Yeah, me neither. But here’s the funny thing: when you post them on the Internet, you can search for them and see what you resolved—and so can everyone else! Back in January I made five bold resolutions for my life and promised to give you an update. (I don’t expect you to remember my resolutions any better than I did, so I included the original goal here.)
- Read more books. I love to read, especially romance, but too many times, I feel like I have to choose between reading and writing, and writing always wins. So, my goal is to unplug from the Internet in that final hour before bed, and instead of checking my email and scrolling through Facebook, I’m going to read.
I desperately still want to do this. In fact, I fantasize about unplugging and reading. I have read a few books, including Big Rock and Mr. O by Lauren Blakely, that I absolutely LOVED. However, a dedicated reading time everyday did not happen. It’s not never late to start, though!
- Watch more movies. I am not a movie person. I tend to confuse characters with the same hair color, and I miss crucial plot details buried in quiet conversations. But big movies are a part of our cultural landscape, and they can both feed my muse and keep me from being three steps behind on water cooler conversation.
Hmm, well, I did go see Finding Dory last week, but overall I have not seen any more movies than usual. Unlike missing my reading goal, this doesn’t bother me a bit.
- Ask for help. So far, I’ve been doing all my publicity myself. I don’t like to rely on other people or admit that I can’t handle something. But I don’t have a marketing background, and I’d prefer to redirect the conversation than talk about myself. That’s not the type of foundation I need to be discovered by readers in an over-saturated book market. So I’m going to start asking for help when I need it.
I did ask for help by hiring a publicity firm to handle launch of The Bad Boys of Regret Hollow this spring, and they were helpful. Now that their contract is up, I’m back to burying my head in the sand. So, although I met this resolution, I didn’t exactly sustain it.

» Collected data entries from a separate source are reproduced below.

//! Query client: the per-session entry point views talk to.
//!
//! Read accessors return a [`QueryState`] snapshot; writes go through a
//! [`MutationHandle`]. The per-entity accessors live in the submodules.

mod balances;
mod expenses;
mod handle;
mod invites;
mod members;
mod trips;
mod users;

use std::future::Future;
use std::sync::Arc;
use std::time::Duration;

use chrono::Utc;
use futures::FutureExt;
use serde::{de::DeserializeOwned, Serialize};
use tokio::task::JoinHandle;
use tracing::{debug, info};

use crate::api::{ApiError, Remote};
use crate::cache::{
    EntityKind, EntryStore, FetchCoordinator, Key, KeyPredicate, MutationEngine, OptimisticUpdate,
    SeedResolver,
};
use crate::config::{CacheTimings, Config};

pub use handle::{MutationHandle, MutationStatus};

/// What a view renders for one key.
#[derive(Debug, Clone, PartialEq)]
pub struct QueryState<T> {
    pub data: Option<T>,
    /// Fetching with no data to show yet.
    pub is_loading: bool,
    pub is_fetching: bool,
    pub error: Option<ApiError>,
    pub is_stale: bool,
}

impl<T> Default for QueryState<T> {
    fn default() -> Self {
        Self {
            data: None,
            is_loading: false,
            is_fetching: false,
            error: None,
            is_stale: true,
        }
    }
}

impl<T> QueryState<T> {
    pub fn is_success(&self) -> bool {
        self.data.is_some() && self.error.is_none()
    }

    /// Data when present, otherwise the error.
    pub fn into_result(self) -> Result<T, ApiError> {
        match (self.data, self.error) {
            (Some(data), _) => Ok(data),
            (None, Some(error)) => Err(error),
            (None, None) => Err(ApiError::InvalidResponse("no data".to_string())),
        }
    }
}

#[derive(Clone)]
pub struct QueryClient {
    remote: Arc<dyn Remote>,
    store: EntryStore,
    fetch: FetchCoordinator,
    mutations: MutationEngine,
    seeds: SeedResolver,
    timings: CacheTimings,
    gc_time: Duration,
}

impl QueryClient {
    pub fn new(remote: Arc<dyn Remote>, config: &Config) -> Self {
        let store = EntryStore::new();
        let fetch = FetchCoordinator::new(store.clone(), config.request_timeout());
        let mutations = MutationEngine::new(fetch.clone(), config.request_timeout());
        Self {
            remote,
            seeds: SeedResolver::new(store.clone()),
            store,
            fetch,
            mutations,
            timings: config.cache.clone(),
            gc_time: config.gc_time(),
        }
    }

    pub fn store(&self) -> &EntryStore {
        &self.store
    }

    fn window(&self, key: &Key) -> Duration {
        match EntityKind::of(key) {
            Some(kind) => self.timings.window(kind),
            None => Duration::ZERO,
        }
    }

    /// Mark matching entries stale so the next read refetches.
    pub fn invalidate(&self, predicate: &KeyPredicate) -> usize {
        self.store.mark_stale(predicate)
    }

    /// Session teardown: drop in-flight fetches and every cached entry.
    pub fn clear(&self) {
        self.fetch.cancel(&KeyPredicate::every_key());
        self.store.clear();
        info!("query cache cleared");
    }

    pub fn collect_garbage(&self) -> usize {
        self.store.collect_garbage(self.gc_time, Utc::now())
    }

    /// Sweep idle entries every `every` until the returned task is aborted.
    pub fn spawn_gc(&self, every: Duration) -> JoinHandle<()> {
        let client = self.clone();
        tokio::spawn(async move {
            let mut interval = tokio::time::interval(every);
            interval.tick().await;
            loop {
                interval.tick().await;
                let removed = client.collect_garbage();
                if removed > 0 {
                    debug!(removed, "periodic cache sweep");
                }
            }
        })
    }

    /// Current state of a key without fetching.
    pub fn cached<T: DeserializeOwned>(&self, key: &Key) -> QueryState<T> {
        let Some(entry) = self.store.get(key) else {
            return QueryState::default();
        };
        let is_stale = !entry.is_fresh(self.window(key), Utc::now());
        let (data, decode_error) = match entry.value {
            Some(value) => match serde_json::from_value(value) {
                Ok(data) => (Some(data), None),
                Err(e) => (None, Some(ApiError::from(e))),
            },
            None => (None, None),
        };
        QueryState {
            is_loading: entry.is_fetching && data.is_none(),
            data,
            is_fetching: entry.is_fetching,
            error: decode_error.or(entry.error),
            is_stale,
        }
    }

    fn settle<T: DeserializeOwned>(&self, key: &Key, result: Result<T, ApiError>) -> QueryState<T> {
        let mut state = self.cached::<T>(key);
        match result {
            Ok(data) => {
                state.data = Some(data);
                state.error = None;
            }
            Err(e) => state.error = Some(e),
        }
        state.is_loading = state.is_fetching && state.data.is_none();
        state
    }

    async fn query<T, F, Fut>(&self, key: Key, fetcher: F) -> QueryState<T>
    where
        T: Serialize + DeserializeOwned + Send + 'static,
        F: FnOnce() -> Fut,
        Fut: Future<Output = Result<T, ApiError>> + Send + 'static,
    {
        let result = self.fetch.fetch(&key, self.window(&key), fetcher).await;
        self.settle(&key, result)
    }

    async fn refetch_query<T, F, Fut>(&self, key: Key, fetcher: F) -> QueryState<T>
    where
        T: Serialize + DeserializeOwned + Send + 'static,
        F: FnOnce() -> Fut,
        Fut: Future<Output = Result<T, ApiError>> + Send + 'static,
    {
        let result = self.fetch.refetch(&key, fetcher).await;
        self.settle(&key, result)
    }

    /// Build a handle whose runs go through the Mutation Engine. `build`
    /// turns an input into the mutation's cache effects plus the (lazy)
    /// remote call. The optimistic step runs as the handle is invoked; only
    /// the remote call and settling happen in the run's task.
    fn mutation<I, M, F, Fut>(&self, build: F) -> MutationHandle<I, M::Output>
    where
        I: Send + 'static,
        M: OptimisticUpdate,
        F: Fn(&Arc<dyn Remote>, I) -> (M, Fut) + Send + Sync + 'static,
        Fut: Future<Output = Result<M::Output, ApiError>> + Send + 'static,
    {
        let engine = self.mutations.clone();
        let remote = Arc::clone(&self.remote);
        MutationHandle::new(move |input| {
            let (mutation, call) = build(&remote, input);
            let started = engine.start(mutation);
            let engine = engine.clone();
            async move { engine.finish(started, call).await }.boxed()
        })
    }
}

/// Optimistic inserts only land on the head of a list: page 1 of a paged
/// list, or the first page of an infinite one.
fn is_first_page(key: &Key) -> bool {
    key.trailing_params()
        .and_then(|params| params.get("page"))
        .map_or(true, |page| page == "1")
}

fn now() -> String {
    Utc::now().to_rfc3339()
}
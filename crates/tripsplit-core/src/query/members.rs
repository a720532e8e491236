use std::sync::Arc;

use serde_json::Value;

use super::{now, MutationHandle, QueryClient, QueryState};
use crate::cache::{keys, optimistic, Key, KeyPredicate, MutationEvent, MutationToken, OptimisticUpdate};
use crate::models::{Member, MemberAdd, MemberUpdate};

impl QueryClient {
    pub async fn members(&self, trip_id: i64) -> QueryState<Vec<Member>> {
        let remote = Arc::clone(&self.remote);
        self.query(keys::members::list(trip_id), move || async move { remote.list_members(trip_id).await })
            .await
    }

    pub async fn refetch_members(&self, trip_id: i64) -> QueryState<Vec<Member>> {
        let remote = Arc::clone(&self.remote);
        self.refetch_query(keys::members::list(trip_id), move || async move {
            remote.list_members(trip_id).await
        })
        .await
    }

    pub fn add_member(&self, trip_id: i64) -> MutationHandle<MemberAdd, Member> {
        self.mutation(move |remote, input: MemberAdd| {
            let remote = Arc::clone(remote);
            let mutation = AddMember {
                trip_id,
                input: input.clone(),
                now: now(),
            };
            (mutation, async move { remote.add_member(trip_id, &input).await })
        })
    }

    /// Input is `(member_id, patch)`. Whether the nickname changes is decided
    /// against the cached members list when the run starts.
    pub fn update_member(&self, trip_id: i64) -> MutationHandle<(i64, MemberUpdate), Member> {
        let store = self.store.clone();
        self.mutation(move |remote, (member_id, patch): (i64, MemberUpdate)| {
            let cached: Option<Vec<Member>> = store.get_data(&keys::members::list(trip_id)).ok().flatten();
            let current = cached.as_ref().and_then(|members| members.iter().find(|m| m.id == member_id));
            let mutation = UpdateMember {
                trip_id,
                member_id,
                nickname_changed: patch.changes_nickname(current),
                patch: patch.clone(),
            };
            let remote = Arc::clone(remote);
            (mutation, async move { remote.update_member(trip_id, member_id, &patch).await })
        })
    }

    /// Input is the member id.
    pub fn remove_member(&self, trip_id: i64) -> MutationHandle<i64, ()> {
        self.mutation(move |remote, member_id: i64| {
            let remote = Arc::clone(remote);
            (RemoveMember { trip_id }, async move { remote.remove_member(trip_id, member_id).await })
        })
    }
}

struct AddMember {
    trip_id: i64,
    input: MemberAdd,
    now: String,
}

impl OptimisticUpdate for AddMember {
    type Output = Member;

    fn name(&self) -> &'static str {
        "add_member"
    }

    fn affected(&self) -> Option<KeyPredicate> {
        Some(keys::members::list(self.trip_id).into())
    }

    fn apply(&self, _key: &Key, current: &Value, token: &MutationToken) -> Option<Value> {
        let record = self.input.to_optimistic(self.trip_id, token.sentinel_id, &self.now);
        optimistic::append(current, &serde_json::to_value(record).ok()?)
    }

    fn reconcile(&self, _key: &Key, current: &Value, token: &MutationToken, output: &Member, _: bool) -> Option<Value> {
        optimistic::replace_by_id(current, token.sentinel_id, &serde_json::to_value(output).ok()?)
    }

    fn revert(&self, _key: &Key, current: &Value, _before: Option<&Value>, token: &MutationToken) -> Option<Value> {
        optimistic::remove_by_id(current, token.sentinel_id)
    }

    fn event(&self, _output: &Member) -> MutationEvent {
        MutationEvent::MemberChanged {
            trip_id: self.trip_id,
            nickname_changed: false,
        }
    }
}

struct UpdateMember {
    trip_id: i64,
    member_id: i64,
    patch: MemberUpdate,
    nickname_changed: bool,
}

impl OptimisticUpdate for UpdateMember {
    type Output = Member;

    fn name(&self) -> &'static str {
        "update_member"
    }

    fn affected(&self) -> Option<KeyPredicate> {
        Some(keys::members::list(self.trip_id).into())
    }

    fn apply(&self, _key: &Key, current: &Value, _token: &MutationToken) -> Option<Value> {
        optimistic::patch_by_id(current, self.member_id, |row| {
            optimistic::update_as(row, |member: &mut Member| {
                member.apply_update(&self.patch);
                true
            })
        })
    }

    fn reconcile(
        &self,
        _key: &Key,
        current: &Value,
        _token: &MutationToken,
        output: &Member,
        superseded: bool,
    ) -> Option<Value> {
        if superseded {
            return None;
        }
        optimistic::replace_by_id(current, self.member_id, &serde_json::to_value(output).ok()?)
    }

    fn revert(&self, _key: &Key, current: &Value, before: Option<&Value>, _token: &MutationToken) -> Option<Value> {
        optimistic::restore_fields_by_id(current, before, self.member_id, &self.patch.written_fields())
    }

    fn event(&self, _output: &Member) -> MutationEvent {
        MutationEvent::MemberChanged {
            trip_id: self.trip_id,
            nickname_changed: self.nickname_changed,
        }
    }
}

struct RemoveMember {
    trip_id: i64,
}

impl OptimisticUpdate for RemoveMember {
    type Output = ();

    fn name(&self) -> &'static str {
        "remove_member"
    }

    fn event(&self, _output: &()) -> MutationEvent {
        MutationEvent::MemberChanged {
            trip_id: self.trip_id,
            nickname_changed: false,
        }
    }
}
use std::sync::Arc;

use serde_json::Value;

use super::{MutationHandle, QueryClient, QueryState};
use crate::cache::{keys, optimistic, Key, KeyPredicate, MutationEvent, MutationToken, OptimisticUpdate};
use crate::models::{User, UserUpdate};

impl QueryClient {
    /// The signed-in user's profile.
    pub async fn me(&self) -> QueryState<User> {
        let remote = Arc::clone(&self.remote);
        self.query(keys::users::me(), move || async move { remote.get_me().await })
            .await
    }

    pub fn update_me(&self) -> MutationHandle<UserUpdate, User> {
        self.mutation(|remote, patch: UserUpdate| {
            let remote = Arc::clone(remote);
            (UpdateProfile { patch: patch.clone() }, async move { remote.update_me(&patch).await })
        })
    }
}

struct UpdateProfile {
    patch: UserUpdate,
}

impl OptimisticUpdate for UpdateProfile {
    type Output = User;

    fn name(&self) -> &'static str {
        "update_me"
    }

    fn affected(&self) -> Option<KeyPredicate> {
        Some(KeyPredicate::Exact(keys::users::me()))
    }

    fn apply(&self, _key: &Key, current: &Value, _token: &MutationToken) -> Option<Value> {
        optimistic::update_as(current, |user: &mut User| {
            user.apply_update(&self.patch);
            true
        })
    }

    fn reconcile(&self, _key: &Key, _current: &Value, _token: &MutationToken, output: &User, superseded: bool) -> Option<Value> {
        if superseded {
            return None;
        }
        serde_json::to_value(output).ok()
    }

    fn revert(&self, _key: &Key, current: &Value, before: Option<&Value>, _token: &MutationToken) -> Option<Value> {
        optimistic::restore_fields(current, before?, &self.patch.written_fields())
    }

    fn event(&self, _output: &User) -> MutationEvent {
        MutationEvent::ProfileUpdated
    }
}

#[cfg(test)]
mod tests {
    use super::*;
    use crate::api::ApiError;
    use crate::models::Member;
    use crate::testing::{self, client, FakeRemote};

    fn remote() -> FakeRemote {
        let mut ana = testing::member(3, 7, "Ana");
        ana.user_id = Some("u-ana".to_string());
        ana.display_name = Some("Ana".to_string());
        FakeRemote::new()
            .with_trip(testing::trip(7, "Lisbon"))
            .with_member(ana)
            .with_user(testing::user("u-ana", "Ana"))
    }

    fn cached_me(client: &QueryClient) -> User {
        let state: QueryState<User> = client.cached(&keys::users::me());
        state.data.unwrap()
    }

    #[tokio::test]
    async fn test_me_cached_within_window() {
        let remote = remote();
        let client = client(&remote);
        assert_eq!(client.me().await.data.unwrap().display_name.as_deref(), Some("Ana"));
        client.me().await;
        assert_eq!(remote.calls("get_me"), 1);
    }

    #[tokio::test]
    async fn test_update_me_optimistic_then_refreshes_members() {
        let remote = remote();
        let client = client(&remote);
        client.me().await;
        client.members(7).await;

        let gate = remote.gate("update_me");
        let running = client.update_me().mutate_async(UserUpdate {
            display_name: Some("Ana Pereira".to_string()),
            ..Default::default()
        });
        assert_eq!(cached_me(&client).display_name.as_deref(), Some("Ana Pereira"));

        gate.notify_one();
        running.await.unwrap();
        assert!(client.store().peek(&keys::members::list(7)).unwrap().is_invalidated);
        let members: Vec<Member> = client.members(7).await.data.unwrap();
        assert_eq!(members[0].display_name.as_deref(), Some("Ana Pereira"));
    }

    #[tokio::test]
    async fn test_update_me_failure_restores_profile() {
        let remote = remote();
        let client = client(&remote);
        client.me().await;
        client.members(7).await;
        let before = client.store().peek(&keys::users::me()).unwrap().snapshot();

        remote.fail(
            "update_me",
            ApiError::ServerRejected {
                status: 422,
                detail: "invalid avatar url".to_string(),
            },
        );
        let err = client
            .update_me()
            .mutate_async(UserUpdate {
                avatar_url: Some("not a url".to_string()),
                ..Default::default()
            })
            .await
            .unwrap_err();
        assert!(matches!(err, ApiError::ServerRejected { status: 422, .. }));
        assert_eq!(client.store().peek(&keys::users::me()).unwrap().snapshot(), before);
        assert!(!client.store().peek(&keys::members::list(7)).unwrap().is_invalidated);
    }
}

- Take risks. I’m like a turtle. I like safe options. I like the “slow and steady wins the race” mantra. But this year I want to push myself out of my comfort zone, try endeavors that make me a little uncomfortable, and truly reach for success.
I did push the boundaries of my comfort zone with the launch of the first four Bad Boys of Regret Hollow books every two weeks this spring. I took a financial risk and took on a lot of extra professional work. Personally, I took the risk of feeding over a 120 people for a huge party (nobody got sick—yay!), and I sent my 16-year-old daughter across the ocean to a non-English-speaking foreign country for two weeks. Now, I find myself exhausted and needing to crawl into my turtle shell to recover.
- Let myself fail. Why don’t I take risks? Because I don’t want to fail. Who does, right? But failing means I tried. I pushed myself to the limits and beyond. If I never failed, then I didn’t take enough risks.
Okay, to be honest I haven’t seen the financial return I was hoping for with my new book series. I took the risk and I’m not ready to call it a failure, but it certainly didn’t burst from the gate as a tearing-up-the-charts success. I haven’t read as my books or watched as many movies or said “go for it” as often as my cheerleader alter-ego tells me to. But I’m getting up each morning and doing the best I can.
So, that’s my new resolution—to be kind to myself and give myself a break. I’m not superwoman. I’m just me, doing the best I can. As a writer, as a mother, as a person. And that’s enough.